§ Source material:
//! Plain records describing professors, universities and applications.
//!
//! These carry data only; harvesting fills the profile side, everything else is
//! entered by hand.

use chrono::NaiveDate;
use serde::{Deserialize, Serialize};

/// A professor as tracked for applications.
#[derive(Debug, Clone, PartialEq, Serialize, Deserialize)]
pub struct ProfessorProfile {
    pub name: String,
    pub last_name: String,
    pub university: String,
    pub email: String,
    pub research_interests: Vec<String>,
    pub field_of_study: String,
}

/// A university and what applying there involves.
#[derive(Debug, Clone, PartialEq, Serialize, Deserialize)]
pub struct UniversityProfile {
    pub name: String,
    pub acronym: String,
    pub rank: u32,
    pub country: String,
    pub region: String,
    pub size: String,
    pub professors: Vec<ProfessorProfile>,
    pub application: Application,
}

/// Requirements of one application.
#[derive(Debug, Clone, PartialEq, Serialize, Deserialize)]
pub struct Application {
    pub name: String,
    pub deadline: NaiveDate,
    pub description: Vec<String>,
    pub requires_sop: bool,
    pub requires_cv: bool,
    pub language_proficiency: Option<LanguageProficiency>,
}

/// Minimum score on a language test.
#[derive(Debug, Clone, PartialEq, Serialize, Deserialize)]
pub struct LanguageProficiency {
    pub test: LanguageTest,
    pub minimum_score: f64,
}

#[derive(Debug, Clone, Copy, PartialEq, Eq, Serialize, Deserialize)]
#[serde(rename_all = "lowercase")]
pub enum LanguageTest {
    Toefl,
    Ielts,
    Duolingo,
}

impl Application {
    /// Whether the deadline has not yet passed on `today`
    pub fn is_open(&self, today: NaiveDate) -> bool {
        today <= self.deadline
    }
}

§ Task to complete: Please write out, exactly as they appear, the line that contains "pub enum LanguageTest" and every line after it up to the end of the entries above, and no others.

§ Task output:
pub enum LanguageTest {
    Toefl,
    Ielts,
    Duolingo,
}

impl Application {
    /// Whether the deadline has not yet passed on `today`
    pub fn is_open(&self, today: NaiveDate) -> bool {
        today <= self.deadline
    }
}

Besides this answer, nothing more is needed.